The output should be exactly the lines from the one containing "column is always" through the last line of the records, and only those.

* _Data to use_
____________________

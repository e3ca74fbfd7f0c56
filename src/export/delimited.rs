//! Delimited-text export of a table

use csv::WriterBuilder;
use std::fs::File;
use std::io::{BufWriter, Write};
use std::path::Path;

use crate::core::table::TaskTable;
use crate::export::ExportError;

/// Write `table` as CSV to `path`: header row, no index, empty cells blank
pub fn write_csv(table: &TaskTable, path: &Path) -> Result<(), ExportError> {
    let file = File::create(path).map_err(|source| ExportError::Io {
        path: path.to_path_buf(),
        source,
    })?;
    write_delimited(table, BufWriter::new(file), b',')
}

/// Write `table` to any writer with the given delimiter
pub fn write_delimited<W: Write>(
    table: &TaskTable,
    writer: W,
    delimiter: u8,
) -> Result<(), ExportError> {
    let mut wtr = WriterBuilder::new().delimiter(delimiter).from_writer(writer);

    wtr.write_record(table.columns())?;
    for row in table.rows() {
        wtr.write_record(
            row.iter()
                .map(|cell| cell.as_ref().map(|v| v.to_string()).unwrap_or_default()),
        )?;
    }
    wtr.flush().map_err(csv::Error::from)?;
    Ok(())
}
//! Column normalization: section forward-fill, name/quantity split and
//! quantity column placement.

use crate::core::column::Column;
use crate::core::table::{TaskTable, Value};
use crate::pipeline::splitter::{split_name_quantity, QuantityPolicy};

/// Fill every empty section cell with the nearest preceding section.
///
/// Returns the number of cells filled. Cells before the first non-empty
/// section stay empty.
pub fn forward_fill_sections(table: &mut TaskTable) -> usize {
    let Some(col) = table.index_of(Column::SectionColumn) else {
        tracing::debug!("no {} column, skipping forward fill", Column::SectionColumn);
        return 0;
    };

    let mut last: Option<Value> = None;
    let mut filled = 0;
    for row in 0..table.len() {
        match table.text(row, col) {
            Some(section) => last = Some(Value::Text(section.to_string())),
            None => {
                if last.is_some() {
                    table.set(row, col, last.clone());
                    filled += 1;
                }
            }
        }
    }
    filled
}

/// Every row's Name as it is now, one entry per row (empty without a Name column)
pub fn name_snapshot(table: &TaskTable) -> Vec<Option<String>> {
    let Some(col) = table.index_of(Column::Name) else {
        return Vec::new();
    };
    (0..table.len())
        .map(|row| table.text(row, col).map(str::to_string))
        .collect()
}

/// Split every Name into cleaned name and Quantity.
///
/// Creates the Quantity column when missing, overwrites it otherwise.
/// Returns the number of rows where a quantity was found.
pub fn split_quantities(table: &mut TaskTable, policy: QuantityPolicy) -> usize {
    let Some(name_col) = table.index_of(Column::Name) else {
        tracing::debug!("no {} column, skipping quantity split", Column::Name);
        return 0;
    };
    let qty_col = table.ensure_column(Column::Quantity.header());

    let mut found = 0;
    for row in 0..table.len() {
        let raw = table.cell(row, name_col).map(|v| v.to_string());
        let (cleaned, quantity) = split_name_quantity(raw.as_deref(), policy);
        if quantity.is_some() {
            found += 1;
        }
        table.set(row, name_col, cleaned.map(Value::Text));
        table.set(row, qty_col, quantity.map(Value::Integer));
    }
    found
}

/// Move Quantity to sit immediately after Name
pub fn place_quantity_after_name(table: &mut TaskTable) {
    let (Some(name_col), Some(qty_col)) = (
        table.index_of(Column::Name),
        table.index_of(Column::Quantity),
    ) else {
        return;
    };

    let target = if qty_col > name_col { name_col + 1 } else { name_col };
    table.move_column(qty_col, target);
}

#[cfg(test)]
mod tests {
    use super::*;

    fn table(columns: &[&str], rows: Vec<Vec<Option<&str>>>) -> TaskTable {
        TaskTable::new(
            columns.iter().map(|c| c.to_string()).collect(),
            rows.into_iter()
                .map(|r| r.into_iter().map(|c| c.map(Value::from)).collect())
                .collect(),
        )
    }

    #[test]
    fn test_forward_fill_uses_nearest_preceding_section() {
        let mut t = table(
            &["Section/Column", "Name"],
            vec![
                vec![None, Some("a")],
                vec![Some("Cutting"), Some("b")],
                vec![None, Some("c")],
                vec![Some("Sewing"), Some("d")],
                vec![None, Some("e")],
                vec![None, Some("f")],
            ],
        );
        let filled = forward_fill_sections(&mut t);

        assert_eq!(filled, 3);
        let sections: Vec<_> = (0..t.len()).map(|r| t.text(r, 0)).collect();
        assert_eq!(
            sections,
            vec![None, Some("Cutting"), Some("Cutting"), Some("Sewing"), Some("Sewing"), Some("Sewing")]
        );
    }

    #[test]
    fn test_forward_fill_without_column_is_noop() {
        let mut t = table(&["Name", "Tags"], vec![vec![Some("a"), None]]);
        assert_eq!(forward_fill_sections(&mut t), 0);
        assert_eq!(t.cell(0, 1), None);
    }

    #[test]
    fn test_split_quantities_creates_column() {
        let mut t = table(&["Name", "Tags"], vec![vec![Some("Large Pad 4"), None], vec![None, None]]);
        let found = split_quantities(&mut t, QuantityPolicy::Tokens);

        assert_eq!(found, 1);
        let qty = t.index_of(Column::Quantity).unwrap();
        assert_eq!(t.text(0, 0), Some("Large Pad"));
        assert_eq!(t.integer(0, qty), Some(4));
        assert_eq!(t.cell(1, 0), None);
        assert_eq!(t.cell(1, qty), None);
    }

    #[test]
    fn test_split_quantities_overwrites_existing_column() {
        let mut t = table(
            &["Quantity", "Name"],
            vec![vec![Some("99"), Some("Pad")]],
        );
        split_quantities(&mut t, QuantityPolicy::Tokens);
        assert_eq!(t.columns().len(), 2);
        assert_eq!(t.cell(0, 0), None);
    }

    #[test]
    fn test_name_snapshot_keeps_raw_names() {
        let mut t = table(&["Name"], vec![vec![Some("Large Pad 4")], vec![None]]);
        let raw = name_snapshot(&t);
        split_quantities(&mut t, QuantityPolicy::Tokens);
        assert_eq!(raw, vec![Some("Large Pad 4".to_string()), None]);
        assert!(name_snapshot(&table(&["Tags"], vec![vec![None]])).is_empty());
    }

    #[test]
    fn test_place_quantity_after_name() {
        let mut t = table(&["Section/Column", "Name", "Tags"], vec![vec![None, Some("Pad 2"), None]]);
        split_quantities(&mut t, QuantityPolicy::Tokens);
        place_quantity_after_name(&mut t);
        assert_eq!(t.columns(), &["Section/Column", "Name", "Quantity", "Tags"]);
        assert_eq!(t.integer(0, 2), Some(2));
    }

    #[test]
    fn test_place_quantity_before_name_moves_right() {
        let mut t = table(&["Quantity", "Section/Column", "Name"], vec![vec![None, None, None]]);
        place_quantity_after_name(&mut t);
        assert_eq!(t.columns(), &["Section/Column", "Name", "Quantity"]);
    }
}
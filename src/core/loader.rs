//! Task export loading
//!
//! Reads a CSV export into a [`TaskTable`]. The export's first column is a
//! task identifier the production sheets never use, so it is dropped here.

use csv::ReaderBuilder;
use miette::Diagnostic;
use std::fs::File;
use std::io::{BufReader, Read};
use std::path::{Path, PathBuf};
use thiserror::Error;

use crate::core::table::{Row, TaskTable, Value};

/// Errors that make an export unusable
#[derive(Debug, Error, Diagnostic)]
pub enum LoadError {
    #[error("Cannot open {path}: {source}")]
    #[diagnostic(code(taskfmt::load::io))]
    Io {
        path: PathBuf,
        #[source]
        source: std::io::Error,
    },

    #[error("CSV parse error at row {row}: {source}")]
    #[diagnostic(code(taskfmt::load::csv))]
    Csv {
        row: usize,
        #[source]
        source: csv::Error,
    },

    #[error("Input has no header row")]
    #[diagnostic(
        code(taskfmt::load::empty),
        help("Export the tasks again; the file appears to be empty")
    )]
    Empty,

    #[error("Input has {found} column(s); at least 2 are required")]
    #[diagnostic(
        code(taskfmt::load::columns),
        help("The first column is always discarded, so a task export needs at least one more")
    )]
    TooFewColumns { found: usize },
}

/// Load a task export from a CSV file
pub fn load_csv(path: &Path) -> Result<TaskTable, LoadError> {
    let file = File::open(path).map_err(|source| LoadError::Io {
        path: path.to_path_buf(),
        source,
    })?;
    read_table(BufReader::new(file))
}

/// Parse a task export from any reader
pub fn read_table<R: Read>(reader: R) -> Result<TaskTable, LoadError> {
    let mut rdr = ReaderBuilder::new()
        .has_headers(true)
        .flexible(true)
        .from_reader(reader);

    let headers = rdr
        .headers()
        .map_err(|source| LoadError::Csv { row: 1, source })?
        .clone();

    if headers.is_empty() || headers.iter().all(|h| h.trim().is_empty()) {
        return Err(LoadError::Empty);
    }
    if headers.len() < 2 {
        return Err(LoadError::TooFewColumns {
            found: headers.len(),
        });
    }

    let columns: Vec<String> = headers.iter().skip(1).map(|h| h.trim().to_string()).collect();

    let mut rows = Vec::new();
    for (row_idx, result) in rdr.records().enumerate() {
        let row_num = row_idx + 2; // +2 for 1-indexed and header row
        let record = result.map_err(|source| LoadError::Csv {
            row: row_num,
            source,
        })?;

        let row: Row = record
            .iter()
            .skip(1)
            .map(|field| {
                if field.is_empty() {
                    None
                } else {
                    Some(Value::Text(field.to_string()))
                }
            })
            .collect();
        rows.push(row);
    }

    tracing::debug!(columns = columns.len(), rows = rows.len(), "loaded task export");
    Ok(TaskTable::new(columns, rows))
}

____________________

* _Answer_
        help("The first column is always discarded, so a task export needs at least one more")
    )]
    TooFewColumns { found: usize },
}

/// Load a task export from a CSV file
pub fn load_csv(path: &Path) -> Result<TaskTable, LoadError> {
    let file = File::open(path).map_err(|source| LoadError::Io {
        path: path.to_path_buf(),
        source,
    })?;
    read_table(BufReader::new(file))
}

/// Parse a task export from any reader
pub fn read_table<R: Read>(reader: R) -> Result<TaskTable, LoadError> {
    let mut rdr = ReaderBuilder::new()
        .has_headers(true)
        .flexible(true)
        .from_reader(reader);

    let headers = rdr
        .headers()
        .map_err(|source| LoadError::Csv { row: 1, source })?
        .clone();

    if headers.is_empty() || headers.iter().all(|h| h.trim().is_empty()) {
        return Err(LoadError::Empty);
    }
    if headers.len() < 2 {
        return Err(LoadError::TooFewColumns {
            found: headers.len(),
        });
    }

    let columns: Vec<String> = headers.iter().skip(1).map(|h| h.trim().to_string()).collect();

    let mut rows = Vec::new();
    for (row_idx, result) in rdr.records().enumerate() {
        let row_num = row_idx + 2; // +2 for 1-indexed and header row
        let record = result.map_err(|source| LoadError::Csv {
            row: row_num,
            source,
        })?;

        let row: Row = record
            .iter()
            .skip(1)
            .map(|field| {
                if field.is_empty() {
                    None
                } else {
                    Some(Value::Text(field.to_string()))
                }
            })
            .collect();
        rows.push(row);
    }

    tracing::debug!(columns = columns.len(), rows = rows.len(), "loaded task export");
    Ok(TaskTable::new(columns, rows))
}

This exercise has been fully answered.